Если же жизнь действительно предоставляет нам возможности знания и открывает доступ к типам познания там, где наука уже не может нам помочь, наше решение не может состоять в том, что мы отвергнем эти типы знания в качестве «донаучных» и переместим их в сферу «интуиции», руководствуясь только желанием сохранить созданную нами систему. Напротив, наш долг понять внутреннюю природу этих еще не изученных типов знания и спросить себя, нельзя ли настолько расширить горизонт науки и ее концепцию, чтобы в нее могли войти и эти так называемые донаучные области знания.
Что называть научным и что донаучным в большой степени зависит от того, как в прошлом были фиксированы границы научного. Теперь следовало бы считать очевидным, что границы этого определения оказались слишком тесны и что в качестве парадигмы был принят (по причинам исторического характера) лишь ряд наук. Так, например, известна господствующая роль математики в развитии современной духовной культуры. Строго говоря, с этих позиций следовало бы считать знанием только то, что поддается исчислению. В определенную эпоху утопическим идеалом было лишь знание, доказуемое more mathematico et geometrico[117]
; при этом все, относящееся к качественной стороне, допускалось только как нечто производное. И современный позитивизм (постоянно сохранявший близость к буржуазно – либеральному сознанию и развивавшийся в этом направлении) остается верным этому представлению о науке и истине. В лучшем случае к этому в качестве объекта, достойного познания, добавлялось изучение общих законов. В соответствии с этим господствующим представлением о науке в современном сознании утвердилось стремление к квантификации, формализации и систематизации на основе определенных аксиом, вследствие чего повсюду удалось сделать доступным познанию определенный слой действительности, тот ее слой, который поддается подобной формализации, квантификации и систематизации или хотя бы сам подчинен определенным закономерностям.Однако в ходе завершения этой одной возможности исследования должно было броситься в глаза, что, пользуясь подобным методом, можно, правда, постигнуть изучаемое явление на некоем гомогенном уровне, но отнюдь не охватить действительность во всей ее полноте. Эта односторонность обнаружилась прежде всего в области гуманитарных наук, для которых, вследствие самого их характера, преимущественный интерес представляет не та узкая сфера действительности, которая может быть формализована и подчинена общим законам, а вся полнота неповторимых образов и структур, вполне доступных находящемуся в центре житейских событий человеку, но ускользающих от аксиом исследователя – позитивиста. Вследствие этого находящийся в центре житейских событий человек, который инстинктивно правильно использовал необходимые методы познания, всегда оказывался умнее теоретика, уделявшего внимание только тому, что допускали привнесенные им предпосылки. Тем самым неизбежно становилось все более очевидным, что этот человек со своим житейским пониманием обладает знанием в тех областях, где теоретик, т.е. современный теоретик – интеллектуал, уже никаким знанием не обладает.
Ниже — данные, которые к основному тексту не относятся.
// SPDX-License-Identifier: Apache-2.0
// Copyright 2025 Ankit Kumar Pandey

//! `vcable run` command - Create the configured endpoints and tick them.
//!
//! The tick engine runs on its own (optionally pinned) thread. The async side
//! plays the client: it collects the notification handles the session queued
//! and waits on them.

use std::sync::atomic::{AtomicBool, AtomicU64, Ordering};
use std::sync::Arc;
use std::time::{Duration, Instant};

use serde::Serialize;
use vcable_core::notify::MAX_BATCH;
use vcable_core::{
    ConfigLoader, DriverRegistry, LoopbackHost, ProcessId, SessionStats, TickEngine, TickSummary,
};

use crate::cpu_affinity::{choose_tick_cpu, pin_current_thread};
use crate::metrics::{self, MetricsObserver};
use crate::provision::provision;

/// Totals over the whole run.
#[derive(Debug, Default, Clone, Serialize)]
struct RunTotals {
    ticks: u64,
    committed: u64,
    discarded: u64,
    skipped: u64,
    notified: u64,
    overruns: u64,
}

impl RunTotals {
    fn add(&mut self, summary: TickSummary) {
        self.ticks += 1;
        self.committed += summary.committed as u64;
        self.discarded += summary.discarded as u64;
        self.skipped += summary.skipped as u64;
        self.notified += summary.notified as u64;
    }
}

#[derive(Debug, Serialize)]
struct RunReport {
    elapsed_ms: u128,
    totals: RunTotals,
    wakeups: u64,
    session: SessionStats,
}

pub async fn execute(
    config_path: &str,
    seconds: Option<u64>,
    json: bool,
    metrics_port: Option<u16>,
) -> Result<(), Box<dyn std::error::Error>> {
    tracing::info!(config = %config_path, "Starting tick engine");

    // Load and validate configuration - fail fast on invalid config
    let config = ConfigLoader::load_file(config_path)?;

    if let Some(port) = metrics_port {
        metrics::start_metrics_server(port);
    }

    let registry = DriverRegistry::new_shared(Arc::new(LoopbackHost::new()));
    let provisioned = provision(&registry, &config).await?;
    let session = provisioned.session.clone();

    // Every handle attached during provisioning is already queued.
    let expected = provisioned
        .endpoints
        .iter()
        .filter(|e| e.signal.is_some())
        .count();
    let mut notifications = Vec::with_capacity(expected);
    while notifications.len() < expected {
        let batch = (expected - notifications.len()).min(MAX_BATCH);
        notifications.extend(session.wait_notifications(batch).await?);
    }

    let mut observer = MetricsObserver::new();
    for endpoint in &provisioned.endpoints {
        observer.register(endpoint.index, endpoint.config.name.as_str());
    }
    let mut engine = TickEngine::with_observer(config.engine.slots, observer)?;
    for endpoint in &provisioned.endpoints {
        engine.bind(session.attach(endpoint.index, ProcessId::current())?)?;
    }
    for notification in notifications {
        engine.install_notification(notification);
    }
    for endpoint in &provisioned.endpoints {
        session.start(endpoint.index)?;
    }

    // Client side of the notifications.
    let wakeups = Arc::new(AtomicU64::new(0));
    let mut waiters = Vec::new();
    for endpoint in provisioned.endpoints {
        let Some(signal) = endpoint.signal else {
            continue;
        };
        let signal = signal.into_async()?;
        let wakeups = wakeups.clone();
        let name = endpoint.config.name;
        waiters.push(tokio::spawn(async move {
            loop {
                match signal.wait().await {
                    Ok(count) => {
                        wakeups.fetch_add(count, Ordering::Relaxed);
                        tracing::trace!(endpoint = %name, count, "Endpoint needs service");
                    }
                    Err(e) => {
                        tracing::warn!(endpoint = %name, error = %e, "Notification wait failed");
                        break;
                    }
                }
            }
        }));
    }

    let cpu = match config.engine.cpu {
        Some(requested) => Some(choose_tick_cpu(Some(requested))?),
        None => None,
    };
    let period = config.engine.period;
    let stop = Arc::new(AtomicBool::new(false));
    let tick_thread = std::thread::Builder::new()
        .name("vcable-tick".to_string())
        .spawn({
            let stop = stop.clone();
            move || run_ticks(engine, period, cpu, stop)
        })?;

    println!("╔══════════════════════════════════════════════════════════════╗");
    println!("║                     VCABLE TICK ENGINE                       ║");
    println!("╚══════════════════════════════════════════════════════════════╝");
    println!(
        "  Region: {} bytes at {:#x}",
        provisioned.region.actual_size, provisioned.region.base_address
    );
    println!("  Period: {}us, slots: {}", period.as_micros(), config.engine.slots);
    if let Some(cpu) = cpu {
        println!("  Tick thread pinned to CPU {}", cpu);
    }

    let started = Instant::now();
    match seconds {
        Some(seconds) => tokio::time::sleep(Duration::from_secs(seconds)).await,
        None => {
            println!();
            println!("Press Ctrl+C to stop...");
            tokio::signal::ctrl_c().await?;
        }
    }

    tracing::info!("Stopping tick engine");
    stop.store(true, Ordering::Release);
    let totals = tokio::task::spawn_blocking(move || tick_thread.join())
        .await?
        .map_err(|_| "tick thread panicked")?;
    for waiter in waiters {
        waiter.abort();
    }

    let report = RunReport {
        elapsed_ms: started.elapsed().as_millis(),
        totals,
        wakeups: wakeups.load(Ordering::Relaxed),
        session: session.stats(),
    };
    registry.disconnect(session.id())?;

    if json {
        println!("{}", serde_json::to_string_pretty(&report)?);
    } else {
        let t = &report.totals;
        println!();
        println!("Ran {} ticks in {}ms", t.ticks, report.elapsed_ms);
        println!(
            "  committed: {}, discarded: {}, skipped: {}, overruns: {}",
            t.committed, t.discarded, t.skipped, t.overruns
        );
        println!(
            "  notifications: {} signalled, {} received",
            t.notified, report.wakeups
        );
    }

    Ok(())
}

fn run_ticks(
    mut engine: TickEngine<MetricsObserver>,
    period: Duration,
    cpu: Option<usize>,
    stop: Arc<AtomicBool>,
) -> RunTotals {
    if let Some(cpu) = cpu {
        if let Err(e) = pin_current_thread(cpu) {
            tracing::warn!(cpu, error = %e, "Failed to pin tick thread");
        }
    }

    let mut totals = RunTotals::default();
    let mut deadline = Instant::now();
    let mut slot = 0;

    while !stop.load(Ordering::Acquire) {
        deadline += period;
        totals.add(engine.tick(slot));
        slot = (slot + 1) % engine.slots();

        let now = Instant::now();
        if deadline > now {
            std::thread::sleep(deadline - now);
        } else {
            totals.overruns += 1;
            deadline = now;
        }
    }
    totals
}

#[cfg(test)]
mod tests {
    use super::*;

    #[test]
    fn test_totals_accumulate() {
        let mut totals = RunTotals::default();
        totals.add(TickSummary {
            committed: 2,
            discarded: 1,
            skipped: 0,
            notified: 1,
        });
        totals.add(TickSummary {
            committed: 3,
            ..Default::default()
        });
        assert_eq!(totals.ticks, 2);
        assert_eq!(totals.committed, 5);
        assert_eq!(totals.discarded, 1);
        assert_eq!(totals.notified, 1);
    }

    #[test]
    fn test_run_ticks_stops() {
        let stop = Arc::new(AtomicBool::new(true));
        let engine = TickEngine::with_observer(1, MetricsObserver::new()).unwrap();
        let totals = run_ticks(engine, Duration::from_micros(100), None, stop);
        assert_eq!(totals.ticks, 0);
    }
}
Из этого следует, что модель современного естественнонаучного знания, по существу, без всякого основания гипостазирована в качестве модели знания вообще.
Прежде всего современный рационалистический стиль мышления, тесно связанный с капиталистической буржуазией, устранил интерес к качественной стороне. Однако, поскольку основной тенденцией этого современного знания была тенденция к анализу и явление обретало с этой точки зрения научную значимость лишь после того как оно было разложено на отдельные элементы, это направление утратило и способность прямо и непосредственно постигать целостность. Не случайно, что именно те тенденции мышления, которые вновь обратились к специфической познавательной ценности, заключенной в качественном аспекте явлений и их целостности, впервые проявились в романтизме, т.е. в том течении, которое в Германии и в области политики противостояло рационализирующему мировоззрению буржуазии. Не случайно и то, что в наши дни гештальт-психология, морфология, характерология и т.д., противопоставляющие свои научные методы позитивизму, выступают именно в той атмосфере, мировоззренческие и политические свойства которой определены неоромантизмом. Нашей задачей не является детально показать все взаимопереплетении мировоззренческих и политических тенденций с методологическими тенденциями научного мышления. Но одно можно считать установленным на основе всего сказанного ранее, а именно что интеллектуалистическая концепция науки,
которая лежит в основе позитивизма, сама коренится в определенном мировоззрении и утвердилась в тесной связи с определенными политическими интересами.